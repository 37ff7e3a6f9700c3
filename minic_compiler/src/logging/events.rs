//! Event system for minic driver logging

use super::codes::Code;
use crate::config::compile_time::logging::MAX_LOG_MESSAGE_LENGTH;
use crate::utils::Span;
use serde::{Deserialize, Serialize};
use std::collections::BTreeMap;
use std::time::SystemTime;

/// Log severity levels
#[derive(Debug, Clone, Copy, PartialEq, Eq, PartialOrd, Ord, Serialize, Deserialize)]
#[serde(rename_all = "lowercase")]
pub enum LogLevel {
    Error = 0,
    Warning = 1,
    Info = 2,
    Debug = 3,
}

impl LogLevel {
    pub fn as_str(&self) -> &'static str {
        match self {
            LogLevel::Error => "ERROR",
            LogLevel::Warning => "WARN",
            LogLevel::Info => "INFO",
            LogLevel::Debug => "DEBUG",
        }
    }
}

/// Core log event structure
#[derive(Debug, Clone)]
pub struct LogEvent {
    pub timestamp: SystemTime,
    pub level: LogLevel,
    pub code: Code,
    pub message: String,
    pub span: Option<Span>,
    pub context: BTreeMap<String, String>,
}

impl LogEvent {
    fn new(level: LogLevel, code: Code, message: &str) -> Self {
        Self {
            timestamp: SystemTime::now(),
            level,
            code,
            message: truncate_message(message),
            span: None,
            context: BTreeMap::new(),
        }
    }

    /// Create a new error event
    pub fn error(error_code: Code, message: &str) -> Self {
        Self::new(LogLevel::Error, error_code, message)
    }

    /// Create a new warning event (warnings may not have codes)
    pub fn warning(message: &str) -> Self {
        Self::new(LogLevel::Warning, Code::new("W000"), message)
    }

    /// Create a new info event
    pub fn info(message: &str) -> Self {
        Self::new(LogLevel::Info, Code::new("I000"), message)
    }

    /// Create a success event (info with success code)
    pub fn success(success_code: Code, message: &str) -> Self {
        Self::new(LogLevel::Info, success_code, message)
    }

    /// Create a debug event
    pub fn debug(message: &str) -> Self {
        Self::new(LogLevel::Debug, Code::new("D000"), message)
    }

    /// Add span information
    pub fn with_span(mut self, span: Span) -> Self {
        self.span = Some(span);
        self
    }

    /// Add context data
    pub fn with_context(mut self, key: &str, value: &str) -> Self {
        self.context.insert(key.to_string(), value.to_string());
        self
    }

    pub fn is_error(&self) -> bool {
        self.level == LogLevel::Error
    }

    pub fn is_warning(&self) -> bool {
        self.level == LogLevel::Warning
    }

    pub fn is_info(&self) -> bool {
        self.level == LogLevel::Info
    }

    pub fn is_debug(&self) -> bool {
        self.level == LogLevel::Debug
    }

    /// Get severity from error code
    pub fn severity(&self) -> &'static str {
        super::codes::get_severity(self.code.as_str()).as_str()
    }

    /// Get error category
    pub fn category(&self) -> &'static str {
        super::codes::get_category(self.code.as_str())
    }

    /// Get error description
    pub fn description(&self) -> &'static str {
        super::codes::get_description(self.code.as_str())
    }

    /// Get recommended action
    pub fn recommended_action(&self) -> &'static str {
        super::codes::get_action(self.code.as_str())
    }

    /// Format for display
    pub fn format(&self) -> String {
        let span_str = self
            .span
            .as_ref()
            .map(|s| format!(" at {}:{}", s.start().line, s.start().column))
            .unwrap_or_default();

        format!(
            "[{}] {} - {}{}",
            self.level.as_str(),
            self.code.as_str(),
            self.message,
            span_str
        )
    }

    /// Format with detailed error information
    pub fn format_detailed(&self) -> String {
        let mut output = self.format();

        output.push_str(&format!("\n  Category: {}", self.category()));
        output.push_str(&format!("\n  Severity: {}", self.severity()));

        let description = self.description();
        if description != "Unknown error" {
            output.push_str(&format!("\n  Description: {}", description));
        }

        let action = self.recommended_action();
        if action != "No specific action available" {
            output.push_str(&format!("\n  Recommended action: {}", action));
        }

        if !self.context.is_empty() {
            output.push_str("\n  Context:");
            for (key, value) in &self.context {
                output.push_str(&format!("\n    {}: {}", key, value));
            }
        }

        output
    }

    /// Format as JSON for structured logging
    pub fn format_json(&self) -> Result<String, serde_json::Error> {
        let timestamp = self
            .timestamp
            .duration_since(std::time::UNIX_EPOCH)
            .unwrap_or_default()
            .as_secs();

        let mut json = serde_json::json!({
            "timestamp": timestamp,
            "level": self.level.as_str(),
            "code": self.code.as_str(),
            "message": self.message,
            "category": self.category(),
            "severity": self.severity(),
        });

        if self.is_error() {
            json["error_metadata"] = serde_json::json!({
                "description": self.description(),
                "recommended_action": self.recommended_action(),
            });
        }

        if let Some(span) = &self.span {
            json["span"] = serde_json::json!({
                "start_line": span.start().line,
                "start_column": span.start().column,
                "end_line": span.end().line,
                "end_column": span.end().column,
            });
        }

        if !self.context.is_empty() {
            json["context"] = serde_json::Value::Object(
                self.context
                    .iter()
                    .map(|(k, v)| (k.clone(), serde_json::Value::String(v.clone())))
                    .collect(),
            );
        }

        serde_json::to_string(&json)
    }
}

/// Clamp a message to the compile-time length limit on a char boundary
fn truncate_message(message: &str) -> String {
    if message.len() <= MAX_LOG_MESSAGE_LENGTH {
        return message.to_string();
    }
    let mut end = MAX_LOG_MESSAGE_LENGTH;
    while !message.is_char_boundary(end) {
        end -= 1;
    }
    format!("{}...", &message[..end])
}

:: PROBLEM DESCRIPTION ::
In the lines above, find the word "information" and copy every line it occurs in.

:: SOLUTION ::
    /// Add span information
    /// Format with detailed error information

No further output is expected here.